*SOURCE MATERIAL*
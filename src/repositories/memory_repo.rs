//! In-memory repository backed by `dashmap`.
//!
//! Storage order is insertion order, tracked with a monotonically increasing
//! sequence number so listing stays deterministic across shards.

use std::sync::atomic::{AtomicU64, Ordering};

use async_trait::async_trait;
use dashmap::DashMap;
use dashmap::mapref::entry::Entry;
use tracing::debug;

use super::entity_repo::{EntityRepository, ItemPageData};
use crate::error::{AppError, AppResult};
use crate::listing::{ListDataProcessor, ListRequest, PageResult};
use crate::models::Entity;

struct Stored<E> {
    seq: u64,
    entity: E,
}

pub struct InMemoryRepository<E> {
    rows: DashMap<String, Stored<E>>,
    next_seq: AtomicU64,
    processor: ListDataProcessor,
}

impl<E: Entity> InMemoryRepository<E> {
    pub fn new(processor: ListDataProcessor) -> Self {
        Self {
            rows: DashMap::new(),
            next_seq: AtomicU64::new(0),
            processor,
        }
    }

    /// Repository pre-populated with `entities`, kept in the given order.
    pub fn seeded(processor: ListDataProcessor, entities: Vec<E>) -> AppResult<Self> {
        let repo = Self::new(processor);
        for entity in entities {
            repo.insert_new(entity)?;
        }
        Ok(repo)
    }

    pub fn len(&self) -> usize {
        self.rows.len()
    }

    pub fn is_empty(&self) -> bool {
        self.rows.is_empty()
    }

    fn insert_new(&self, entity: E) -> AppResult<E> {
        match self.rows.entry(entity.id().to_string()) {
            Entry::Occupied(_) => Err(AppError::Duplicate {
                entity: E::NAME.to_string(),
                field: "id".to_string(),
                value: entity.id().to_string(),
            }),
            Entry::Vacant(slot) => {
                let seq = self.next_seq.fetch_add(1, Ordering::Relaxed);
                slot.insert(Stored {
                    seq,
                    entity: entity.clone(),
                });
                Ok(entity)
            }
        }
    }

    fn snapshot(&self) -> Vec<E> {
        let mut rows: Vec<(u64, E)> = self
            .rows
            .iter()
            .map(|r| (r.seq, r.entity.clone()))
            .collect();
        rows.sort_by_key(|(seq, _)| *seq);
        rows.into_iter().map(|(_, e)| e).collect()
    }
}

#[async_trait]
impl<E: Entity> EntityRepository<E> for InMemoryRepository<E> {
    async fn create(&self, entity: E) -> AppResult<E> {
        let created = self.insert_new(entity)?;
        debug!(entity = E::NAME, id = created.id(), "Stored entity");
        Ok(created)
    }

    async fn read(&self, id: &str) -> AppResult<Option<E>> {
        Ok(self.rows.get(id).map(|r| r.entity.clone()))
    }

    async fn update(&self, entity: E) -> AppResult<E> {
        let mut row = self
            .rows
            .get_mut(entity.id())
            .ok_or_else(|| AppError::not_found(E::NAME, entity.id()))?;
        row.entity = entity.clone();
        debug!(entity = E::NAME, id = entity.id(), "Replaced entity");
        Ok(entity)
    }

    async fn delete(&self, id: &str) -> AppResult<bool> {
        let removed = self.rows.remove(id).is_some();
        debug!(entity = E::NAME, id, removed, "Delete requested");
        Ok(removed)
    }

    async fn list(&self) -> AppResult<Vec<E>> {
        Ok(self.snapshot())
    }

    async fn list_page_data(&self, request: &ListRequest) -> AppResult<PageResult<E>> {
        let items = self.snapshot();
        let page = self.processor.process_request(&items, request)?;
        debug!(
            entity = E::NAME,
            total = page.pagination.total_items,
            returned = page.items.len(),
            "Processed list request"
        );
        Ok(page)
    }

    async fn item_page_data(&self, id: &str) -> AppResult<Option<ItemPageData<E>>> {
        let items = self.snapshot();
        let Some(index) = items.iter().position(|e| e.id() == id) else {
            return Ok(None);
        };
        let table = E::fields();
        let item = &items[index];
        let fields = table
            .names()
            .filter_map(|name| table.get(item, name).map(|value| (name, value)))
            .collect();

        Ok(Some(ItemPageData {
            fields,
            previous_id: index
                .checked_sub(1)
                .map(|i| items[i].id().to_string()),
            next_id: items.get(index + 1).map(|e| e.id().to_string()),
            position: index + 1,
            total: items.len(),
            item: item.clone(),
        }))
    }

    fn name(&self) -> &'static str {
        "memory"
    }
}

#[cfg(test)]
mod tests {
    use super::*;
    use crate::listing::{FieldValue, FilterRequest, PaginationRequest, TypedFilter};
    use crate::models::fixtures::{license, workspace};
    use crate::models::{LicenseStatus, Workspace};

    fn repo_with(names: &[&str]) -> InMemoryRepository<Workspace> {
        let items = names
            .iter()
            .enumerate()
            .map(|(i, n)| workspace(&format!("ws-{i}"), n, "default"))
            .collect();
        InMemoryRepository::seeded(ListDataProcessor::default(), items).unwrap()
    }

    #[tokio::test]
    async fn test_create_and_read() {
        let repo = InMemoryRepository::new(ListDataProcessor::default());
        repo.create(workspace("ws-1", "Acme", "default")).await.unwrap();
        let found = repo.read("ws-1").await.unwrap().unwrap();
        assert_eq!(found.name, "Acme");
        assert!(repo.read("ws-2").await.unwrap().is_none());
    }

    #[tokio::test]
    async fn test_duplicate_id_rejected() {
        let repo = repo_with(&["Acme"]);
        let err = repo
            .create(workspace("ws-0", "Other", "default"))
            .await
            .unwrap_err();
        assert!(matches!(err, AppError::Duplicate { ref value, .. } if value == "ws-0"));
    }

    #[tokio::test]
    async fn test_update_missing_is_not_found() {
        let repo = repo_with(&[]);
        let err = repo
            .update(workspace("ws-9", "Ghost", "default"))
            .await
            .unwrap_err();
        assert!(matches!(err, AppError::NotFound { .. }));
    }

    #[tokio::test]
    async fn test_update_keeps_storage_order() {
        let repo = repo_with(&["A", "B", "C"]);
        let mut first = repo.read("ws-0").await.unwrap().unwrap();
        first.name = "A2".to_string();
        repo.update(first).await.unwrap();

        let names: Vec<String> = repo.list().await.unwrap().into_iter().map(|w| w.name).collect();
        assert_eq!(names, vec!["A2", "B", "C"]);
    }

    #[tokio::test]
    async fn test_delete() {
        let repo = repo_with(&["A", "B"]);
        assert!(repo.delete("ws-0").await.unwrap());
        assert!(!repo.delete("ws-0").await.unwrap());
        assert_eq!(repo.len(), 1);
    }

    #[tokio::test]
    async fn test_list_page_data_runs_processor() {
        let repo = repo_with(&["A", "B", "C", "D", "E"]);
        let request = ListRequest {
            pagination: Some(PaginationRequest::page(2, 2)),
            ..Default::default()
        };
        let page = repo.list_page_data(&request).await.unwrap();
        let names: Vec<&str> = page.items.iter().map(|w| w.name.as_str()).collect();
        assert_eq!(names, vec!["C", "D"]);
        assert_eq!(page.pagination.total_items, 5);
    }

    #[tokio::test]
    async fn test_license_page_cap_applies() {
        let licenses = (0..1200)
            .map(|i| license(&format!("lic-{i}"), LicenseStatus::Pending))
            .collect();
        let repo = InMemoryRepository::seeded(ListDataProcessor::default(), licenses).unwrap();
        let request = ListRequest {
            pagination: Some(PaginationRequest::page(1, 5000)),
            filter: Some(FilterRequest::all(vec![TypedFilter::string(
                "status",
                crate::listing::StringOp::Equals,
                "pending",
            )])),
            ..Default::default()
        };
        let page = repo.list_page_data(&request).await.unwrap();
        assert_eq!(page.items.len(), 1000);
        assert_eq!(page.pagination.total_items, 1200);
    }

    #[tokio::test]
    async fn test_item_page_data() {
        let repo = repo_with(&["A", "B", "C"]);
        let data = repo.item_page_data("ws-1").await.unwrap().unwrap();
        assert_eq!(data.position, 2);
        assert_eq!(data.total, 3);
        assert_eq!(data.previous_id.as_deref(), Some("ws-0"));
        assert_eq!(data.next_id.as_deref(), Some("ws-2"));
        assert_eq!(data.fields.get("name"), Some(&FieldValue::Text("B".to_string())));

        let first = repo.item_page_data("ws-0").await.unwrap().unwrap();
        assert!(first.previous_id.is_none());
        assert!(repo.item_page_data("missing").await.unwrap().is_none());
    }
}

*EXERCISE*
Please work out how many lines above carry "Stored", writing only the result.

*SOLUTION FOR THIS PROBLEM*
4